Le volcan comme lieu d'appréhension de l'histoire de l'Île, une approche du "Volcan à l'envers" de Boris Gamaleya

Source de légendes, de récits nés la plupart d'une angoisse, le volcan représente ce que l'on peut appeler un "espace" de la rêverie, de "l'imagination créatrice". Considéré à la Réunion à la fois comme repaire du diable, le lieu où erre Grand-mère Kalle ainsi que celui où madame Debassyns expie ses fautes, il témoigne généralement, aussi bien dans la tradition orale que dans la tradition écrite, du conflit qui ouvre l'histoire de l'île.
Choisi par Boris Gamaleya comme lieu de pérégrination des personnages du Volcan à l'envers, il constitue surtout le point de rencontre entre Ombeline Debassyns et les Noirs marrons.
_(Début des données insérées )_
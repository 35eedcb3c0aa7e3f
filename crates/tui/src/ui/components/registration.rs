//! The registration form component.
//!
//! Renders the active step — its title, one bordered text field per form
//! field with an error label beneath, and the submit button — and routes
//! keyboard input into the flow engine. Submit attempts (Enter anywhere, or
//! Enter on the button) all pass through the engine's gate, so validation,
//! focus-on-first-invalid, and the single-in-flight rule behave identically
//! regardless of how the submit was triggered.

use crossterm::event::{KeyCode, KeyEvent, KeyModifiers};
use ratatui::Frame;
use ratatui::layout::{Alignment, Constraint, Layout, Position, Rect};
use ratatui::text::{Line, Span};
use ratatui::widgets::{Block, Borders, Paragraph};
use regflow_engine::{FocusTarget, SubmitDecision};
use regflow_types::{Effect, Msg, Step};
use unicode_width::UnicodeWidthStr;

use crate::app::App;
use crate::theme;
use crate::ui::components::Component;

/// Widest column the form occupies; extra terminal width becomes margin.
const FORM_MAX_WIDTH: u16 = 64;

#[derive(Default)]
pub struct RegistrationComponent {}

impl RegistrationComponent {
    /// Run a submit attempt through the engine's gate.
    ///
    /// Rejection already stamped the error label and moved focus inside the
    /// engine, so only an accepted submit produces an effect.
    fn attempt_submit(&self, app: &mut App) -> Vec<Effect> {
        match app.flow.request_submit() {
            SubmitDecision::Submit { values } => {
                app.executing = true;
                app.throbber_idx = 0;
                app.status = String::from("Submitting…");
                vec![Effect::SubmitRequested {
                    step: app.flow.step(),
                    values,
                }]
            }
            SubmitDecision::Rejected { .. } | SubmitDecision::Ignored => Vec::new(),
        }
    }

    /// Route an editing key into the focused field's text buffer, then push
    /// the buffer into the engine so validity tracks every keystroke.
    fn handle_editing_key(&self, app: &mut App, index: usize, key: KeyEvent) {
        let Some(input) = app.inputs.get_mut(index) else {
            return;
        };
        let changed = match key.code {
            KeyCode::Char(c) => input.insert_char(c),
            KeyCode::Backspace => input.backspace(),
            KeyCode::Left => {
                input.move_left();
                false
            }
            KeyCode::Right => {
                input.move_right();
                false
            }
            KeyCode::Home => {
                input.move_home();
                false
            }
            KeyCode::End => {
                input.move_end();
                false
            }
            _ => false,
        };
        if changed {
            app.sync_field(index);
        }
    }

    fn render_field(&self, frame: &mut Frame, field_rect: Rect, error_rect: Rect, app: &App, index: usize) {
        let form = app.flow.form();
        let Some(field) = form.field(index) else {
            return;
        };
        let focused = !app.executing && app.focused_field() == Some(index);

        let block = Block::default()
            .borders(Borders::ALL)
            .border_style(theme::border_style(focused))
            .title(field.kind().placeholder());
        let inner = block.inner(field_rect);
        frame.render_widget(block, field_rect);

        let input = &app.inputs[index];
        if input.is_empty() {
            let placeholder = Paragraph::new(field.kind().placeholder()).style(theme::placeholder_style());
            frame.render_widget(placeholder, inner);
        } else if field.kind().is_secret() {
            let masked = "•".repeat(input.char_count());
            frame.render_widget(Paragraph::new(masked).style(theme::text_style()), inner);
        } else {
            frame.render_widget(Paragraph::new(input.input()).style(theme::text_style()), inner);
        }

        if focused {
            let before_cursor = &input.input()[..input.cursor()];
            let offset = if field.kind().is_secret() {
                before_cursor.chars().count() as u16
            } else {
                before_cursor.width() as u16
            };
            let x = inner.x.saturating_add(offset).min(inner.right().saturating_sub(1));
            frame.set_cursor_position(Position::new(x, inner.y));
        }

        if let Some(message) = field.error() {
            frame.render_widget(Paragraph::new(message).style(theme::error_style()), error_rect);
        }
    }

    fn render_button(&self, frame: &mut Frame, rect: Rect, app: &App) {
        let form = app.flow.form();
        let enabled = form.continue_enabled();
        let focused = form.focus() == FocusTarget::SubmitButton && !app.executing;
        let label = if app.executing {
            format!("{} Submitting…", app.throbber_frame())
        } else {
            String::from("Submit")
        };
        let block = Block::default()
            .borders(Borders::ALL)
            .border_style(theme::border_style(focused));
        let button = Paragraph::new(label)
            .style(theme::button_style(enabled, focused))
            .alignment(Alignment::Center)
            .block(block);
        frame.render_widget(button, rect);
    }
}

impl Component for RegistrationComponent {
    fn handle_key_events(&mut self, app: &mut App, key: KeyEvent) -> Vec<Effect> {
        if key.code == KeyCode::Esc {
            return vec![Effect::Quit];
        }
        // A request is in flight: the form is inert until the service
        // answers. Submit attempts would be ignored by the engine anyway.
        if app.executing {
            return Vec::new();
        }
        if key.modifiers.contains(KeyModifiers::CONTROL) {
            return Vec::new();
        }
        match key.code {
            KeyCode::Tab | KeyCode::Down => {
                app.flow.form_mut().focus_next();
                Vec::new()
            }
            KeyCode::BackTab | KeyCode::Up => {
                app.flow.form_mut().focus_prev();
                Vec::new()
            }
            KeyCode::Enter => self.attempt_submit(app),
            _ => {
                if let Some(index) = app.focused_field() {
                    self.handle_editing_key(app, index, key);
                }
                Vec::new()
            }
        }
    }

    fn update(&mut self, app: &mut App, msg: &Msg) -> Vec<Effect> {
        match msg {
            Msg::Tick => {
                app.on_tick();
            }
            Msg::SubmitCompleted(outcome) => {
                app.apply_submit_outcome(outcome);
            }
            Msg::Resize(_, _) => {}
        }
        Vec::new()
    }

    fn hint_spans(&self, _app: &App) -> Vec<Span<'static>> {
        let hint = |key: &'static str, action: &'static str| {
            vec![
                Span::styled(key, theme::text_style()),
                Span::styled(action, theme::status_style()),
            ]
        };
        let mut spans = Vec::new();
        spans.extend(hint("Tab/Shift+Tab", " Focus  "));
        spans.extend(hint("Enter", " Submit  "));
        spans.extend(hint("Esc", " Quit"));
        spans
    }

    fn render(&mut self, frame: &mut Frame, rect: Rect, app: &mut App) {
        let column = centered_column(rect, FORM_MAX_WIDTH);
        let step = app.flow.step();
        let rows = step.rows();

        let mut constraints = vec![
            Constraint::Length(1), // Title
            Constraint::Length(1), // Progress
            Constraint::Length(1), // Spacer
        ];
        constraints.extend(rows.iter().map(|_| Constraint::Length(4)));
        constraints.extend([
            Constraint::Length(3), // Submit button
            Constraint::Min(0),    // Filler
            Constraint::Length(1), // Status
            Constraint::Length(1), // Hints
        ]);
        let chunks = Layout::vertical(constraints).split(column);

        let title = Paragraph::new(Line::styled(step.title(), theme::text_style())).alignment(Alignment::Center);
        frame.render_widget(title, chunks[0]);

        let progress = format!("Step {} of {}", step.position() + 1, Step::ALL.len());
        frame.render_widget(
            Paragraph::new(Line::styled(progress, theme::status_style())).alignment(Alignment::Center),
            chunks[1],
        );

        let mut field_index = 0;
        for (row_offset, row) in rows.iter().enumerate() {
            let row_rect = chunks[3 + row_offset];
            let cells = Layout::horizontal(vec![Constraint::Fill(1); row.len()])
                .spacing(2)
                .split(row_rect);
            for cell in cells.iter() {
                let field_rect = Rect { height: 3, ..*cell };
                let error_rect = Rect {
                    y: cell.y + 3,
                    height: 1,
                    ..*cell
                };
                self.render_field(frame, field_rect, error_rect, app, field_index);
                field_index += 1;
            }
        }

        let button_rect = chunks[3 + rows.len()];
        self.render_button(frame, button_rect, app);

        let status_rect = chunks[5 + rows.len()];
        let mut status = app.status.clone();
        if app.flow.completed_runs() > 0 {
            status = format!("{status}  (completed runs: {})", app.flow.completed_runs());
        }
        if app.ctx.debug_enabled {
            status = format!(
                "{status}  [step={:?} first_invalid={:?}]",
                step,
                app.flow.form().first_invalid()
            );
        }
        frame.render_widget(Paragraph::new(Line::styled(status, theme::status_style())), status_rect);

        let hints_rect = chunks[6 + rows.len()];
        frame.render_widget(Paragraph::new(Line::from(self.hint_spans(app))), hints_rect);
    }
}

/// A horizontally centered column no wider than `max_width`.
fn centered_column(area: Rect, max_width: u16) -> Rect {
    let width = area.width.min(max_width);
    let x = area.x + (area.width.saturating_sub(width)) / 2;
    Rect { x, width, ..area }
}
Domaine certes du diable et des âmes errantes, il représente, autrement dit, la scène où se rejoue l'histoire de la Réunion et où s'amorce le deuil d'un passé obscur et douloureux.
C'est cette conception du volcan, et en même temps du Volcan à l'envers, comme espace à la fois de remémoration et de dépassement de la réalité historique de l'île que nous allons privilégier dans l'étude que nous nous proposons de faire.